HumanZhong / PAN-reimplement

This is an unofficial pytorch re-implementation of "Efficient and Accurate Arbitrary-Shaped Text Detection with Pixel Aggregation Network"(19'ICCV,PAN)
2 stars 0 forks source link

bugs details and test result #1

Open shenlei1020 opened 4 years ago

shenlei1020 commented 4 years ago

Hello, thanks for your code. as you mentioned in readme, could you please give the details of bugs you fixed in PAN.pytoch repo? and could you please give the test metrics? Thanks very much!

HumanZhong commented 4 years ago

@shenlei1020 Hello and sorry for replying so late.

Your first question.

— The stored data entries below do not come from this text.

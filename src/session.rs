//! In-process facade the presentation layer drives.
//!
//! A [`Session`] owns the opened images, the annotation store, the training
//! orchestrator and the metrics bridge. Every method returns promptly:
//! training runs on worker threads and metrics are read through snapshots or
//! subscriptions.

use std::collections::HashMap;
use std::path::{Path, PathBuf};
use std::sync::{Arc, RwLock};
use std::time::Duration;

use thiserror::Error;
use tracing::info;

use crate::annotations::{
    AnnotationDocument, AnnotationError, AnnotationSnapshot, AnnotationStore, AreaReport,
    Geometry, ImportSummary, Region, RegionId, ReportError, ScaleInfo, area_report,
};
use crate::config::PipelineSettings;
use crate::dataset::{Dataset, DatasetBuilder, DatasetError, SamplingPolicy};
use crate::image_source::{ImageError, ImageId, ImageInfo, ImageSource, open_image};
use crate::metrics::{MetricHistory, MetricSubscription, MetricsBridge, MetricsError};
use crate::training::{
    JobFailure, JobHandle, JobProgress, JobRecord, JobState, ModelArtifact, ModelConfig,
    ModelRegistry, Orchestrator, RecordError, TrainingError, save_record,
    save_record_to_jobs_dir,
};

#[derive(Debug, Error)]
pub enum SessionError {
    #[error("Image {0} is not open")]
    ImageNotOpen(ImageId),
    #[error(transparent)]
    Image(#[from] ImageError),
    #[error(transparent)]
    Annotation(#[from] AnnotationError),
    #[error(transparent)]
    Report(#[from] ReportError),
    #[error(transparent)]
    Dataset(#[from] DatasetError),
    #[error(transparent)]
    Training(#[from] TrainingError),
    #[error(transparent)]
    Metrics(#[from] MetricsError),
    #[error(transparent)]
    Record(#[from] RecordError),
}

pub struct Session {
    settings: PipelineSettings,
    images: RwLock<HashMap<ImageId, Arc<dyn ImageSource>>>,
    store: AnnotationStore,
    bridge: Arc<MetricsBridge>,
    orchestrator: Orchestrator,
}

impl Session {
    pub fn new(settings: PipelineSettings) -> Self {
        Self::with_models(settings, ModelRegistry::default())
    }

    pub fn with_models(settings: PipelineSettings, models: ModelRegistry) -> Self {
        let bridge = Arc::new(MetricsBridge::new());
        let orchestrator = Orchestrator::new(settings.training.clone(), models, bridge.clone());
        Self {
            settings,
            images: RwLock::new(HashMap::new()),
            store: AnnotationStore::new(),
            bridge,
            orchestrator,
        }
    }

    pub fn settings(&self) -> &PipelineSettings {
        &self.settings
    }

    pub fn store(&self) -> &AnnotationStore {
        &self.store
    }

    pub fn orchestrator(&self) -> &Orchestrator {
        &self.orchestrator
    }

    /// Open an image file or tiled pyramid directory. Re-opening is a no-op.
    pub fn open_image(&self, locator: impl AsRef<Path>) -> Result<ImageInfo, SessionError> {
        let source = open_image(locator)?;
        Ok(self.attach_source(source))
    }

    /// Register an already constructed source (custom adapters, tests).
    pub fn attach_source(&self, source: Arc<dyn ImageSource>) -> ImageInfo {
        let info = source.info().clone();
        let mut images = self.images.write().unwrap_or_else(|err| err.into_inner());
        if let Some(existing) = images.get(&info.id) {
            return existing.info().clone();
        }
        self.store.register_image(&info.id);
        images.insert(info.id.clone(), source);
        info!(
            "Opened {} ({}x{}, {} levels)",
            info.id,
            info.width,
            info.height,
            info.level_count()
        );
        info
    }

    /// Close an image, dropping its regions and failing any job still reading it.
    pub fn close_image(&self, image_id: &ImageId) -> Result<usize, SessionError> {
        self.images
            .write()
            .unwrap_or_else(|err| err.into_inner())
            .remove(image_id)
            .ok_or_else(|| SessionError::ImageNotOpen(image_id.clone()))?;
        self.orchestrator.invalidate_image(image_id);
        let removed = self.store.remove_image(image_id)?;
        info!("Closed {} ({} regions dropped)", image_id, removed);
        Ok(removed)
    }

    pub fn image(&self, image_id: &ImageId) -> Result<Arc<dyn ImageSource>, SessionError> {
        self.images
            .read()
            .unwrap_or_else(|err| err.into_inner())
            .get(image_id)
            .cloned()
            .ok_or_else(|| SessionError::ImageNotOpen(image_id.clone()))
    }

    pub fn add_region(
        &self,
        image_id: &ImageId,
        geometry: Geometry,
        label: &str,
    ) -> Result<Arc<Region>, SessionError> {
        Ok(self.store.add_region(image_id, geometry, label)?)
    }

    pub fn update_region(
        &self,
        id: RegionId,
        geometry: Option<Geometry>,
        label: Option<&str>,
    ) -> Result<Arc<Region>, SessionError> {
        Ok(self.store.update_region(id, geometry, label)?)
    }

    pub fn delete_region(&self, id: RegionId) -> Result<(), SessionError> {
        Ok(self.store.delete_region(id)?)
    }

    pub fn set_boundary(
        &self,
        image_id: &ImageId,
        boundary: Option<Geometry>,
    ) -> Result<(), SessionError> {
        Ok(self.store.set_boundary(image_id, boundary)?)
    }

    pub fn set_scale(&self, image_id: &ImageId, scale: Option<ScaleInfo>) -> Result<(), SessionError> {
        Ok(self.store.set_scale(image_id, scale)?)
    }

    pub fn snapshot(&self, image_id: &ImageId) -> Result<AnnotationSnapshot, SessionError> {
        Ok(self.store.snapshot(image_id)?)
    }

    pub fn build_dataset(
        &self,
        snapshot: &AnnotationSnapshot,
        seed: u64,
        split_ratio: f64,
        policy: &SamplingPolicy,
    ) -> Result<Arc<Dataset>, SessionError> {
        let source = self.image(snapshot.image_id())?;
        let dataset = DatasetBuilder::new(source.info()).build(snapshot, seed, split_ratio, policy)?;
        Ok(Arc::new(dataset))
    }

    /// Snapshot the image now and build with the configured seed, split and policy.
    pub fn build_default_dataset(&self, image_id: &ImageId) -> Result<Arc<Dataset>, SessionError> {
        let snapshot = self.snapshot(image_id)?;
        self.build_dataset(
            &snapshot,
            self.settings.dataset.seed,
            self.settings.dataset.split_ratio,
            &self.settings.sampling,
        )
    }

    pub fn start_training(
        &self,
        dataset: Arc<Dataset>,
        model_config: ModelConfig,
        seed: u64,
    ) -> Result<JobHandle, SessionError> {
        let source = self.image(dataset.image_id())?;
        Ok(self.orchestrator.start(dataset, source, model_config, seed)?)
    }

    /// Train with the configured model and the dataset's own seed.
    pub fn start_default_training(&self, dataset: Arc<Dataset>) -> Result<JobHandle, SessionError> {
        let seed = dataset.seed();
        self.start_training(dataset, self.settings.model.clone(), seed)
    }

    pub fn cancel(&self, job: &JobHandle) -> Result<(), SessionError> {
        Ok(self.orchestrator.cancel(job)?)
    }

    pub fn pause(&self, job: &JobHandle) -> Result<(), SessionError> {
        Ok(self.orchestrator.pause(job)?)
    }

    pub fn resume(&self, job: &JobHandle) -> Result<(), SessionError> {
        Ok(self.orchestrator.resume(job)?)
    }

    pub fn job_state(&self, job: &JobHandle) -> Result<JobState, SessionError> {
        Ok(self.orchestrator.state(job)?)
    }

    pub fn job_progress(&self, job: &JobHandle) -> Result<JobProgress, SessionError> {
        Ok(self.orchestrator.progress(job)?)
    }

    /// Block until the job is terminal. Not for the interactive thread.
    pub fn wait(&self, job: &JobHandle) -> Result<JobState, SessionError> {
        Ok(self.orchestrator.wait(job)?)
    }

    pub fn wait_timeout(
        &self,
        job: &JobHandle,
        timeout: Duration,
    ) -> Result<Option<JobState>, SessionError> {
        Ok(self.orchestrator.wait_timeout(job, timeout)?)
    }

    pub fn job_failure(&self, job: &JobHandle) -> Result<Option<JobFailure>, SessionError> {
        Ok(self.orchestrator.failure(job)?)
    }

    pub fn artifact(&self, job: &JobHandle) -> Result<Option<ModelArtifact>, SessionError> {
        Ok(self.orchestrator.artifact(job)?)
    }

    pub fn discard_job(&self, job: &JobHandle) -> Result<(), SessionError> {
        Ok(self.orchestrator.discard(job)?)
    }

    pub fn subscribe(&self, job: &JobHandle) -> Result<MetricSubscription, SessionError> {
        Ok(self.bridge.subscribe(&job.id)?)
    }

    pub fn subscribe_with_history(
        &self,
        job: &JobHandle,
    ) -> Result<MetricSubscription, SessionError> {
        Ok(self.bridge.subscribe_with_history(&job.id)?)
    }

    pub fn history(&self, job: &JobHandle) -> Result<MetricHistory, SessionError> {
        Ok(self.bridge.history(&job.id)?)
    }

    pub fn job_record(&self, job: &JobHandle) -> Result<JobRecord, SessionError> {
        Ok(self.orchestrator.record(job)?)
    }

    /// Persist the job record, under `<app root>/jobs` when `dir` is `None`.
    pub fn save_job_record(
        &self,
        job: &JobHandle,
        dir: Option<&Path>,
    ) -> Result<PathBuf, SessionError> {
        let record = self.job_record(job)?;
        let path = match dir {
            Some(dir) => save_record(dir, &record)?,
            None => save_record_to_jobs_dir(&record)?,
        };
        Ok(path)
    }

    pub fn import_annotations(
        &self,
        image_id: &ImageId,
        path: &Path,
    ) -> Result<ImportSummary, SessionError> {
        self.image(image_id)?;
        let document = AnnotationDocument::load(path)?;
        let summary = self.store.import_document(image_id, &document)?;
        info!(
            "Imported {} regions into {} from {} ({} skipped)",
            summary.regions_added,
            image_id,
            path.display(),
            summary.regions_skipped
        );
        Ok(summary)
    }

    pub fn export_annotations(&self, image_id: &ImageId, path: &Path) -> Result<(), SessionError> {
        let source = self.image(image_id)?;
        let snapshot = self.snapshot(image_id)?;
        AnnotationDocument::from_snapshot(&snapshot, Some(source.info())).save(path)?;
        Ok(())
    }

    pub fn area_report(&self, image_id: &ImageId) -> Result<AreaReport, SessionError> {
        let source = self.image(image_id)?;
        let snapshot = self.snapshot(image_id)?;
        let info = source.info();
        Ok(area_report(&snapshot, info.width, info.height)?)
    }
}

There are some differences between PAN.pytorch and the paper, mainly in the following three aspects. 
(a) training masks generated by the model (this is a relatively big difference and may lead to a worse result);
(b) how to generate the kernel for a text instance(slightly different, almost neglectable);
(c) data augmentation strategy and postprocessing hyper-parameter settings.
Because the paper also didn't provide the detailed data augmentation strategy and postprocessing hyper-parameter settings, I'm not sure whether the (c) is a bug or not. 
But I'm sure that fixing (a) and following the same training mask generation strategy as the PAN paper can make some help(about 0.4-0.7 f-score higher, sorry I can't remember the detailed number).

Note: the training mask generation strategy is different between PSENet and PAN, PAN.pytorch apply the same strategy as PSENet but PAN have some differences. You can check the paper for detailed info.

Your second question. I'm afraid I can't provide a detailed test metrics immediately because I lost my training and testing logs on the GPU server(someone deleted them, sad story). But as far as I can recollect, this repo is slightly worse than the paper(a gap of ~0.4-0.5 f-score in ICDAR2015). I will re-run the experiments as soon as possible.

Hope this can help you and further issues are appreciated if you have any questions.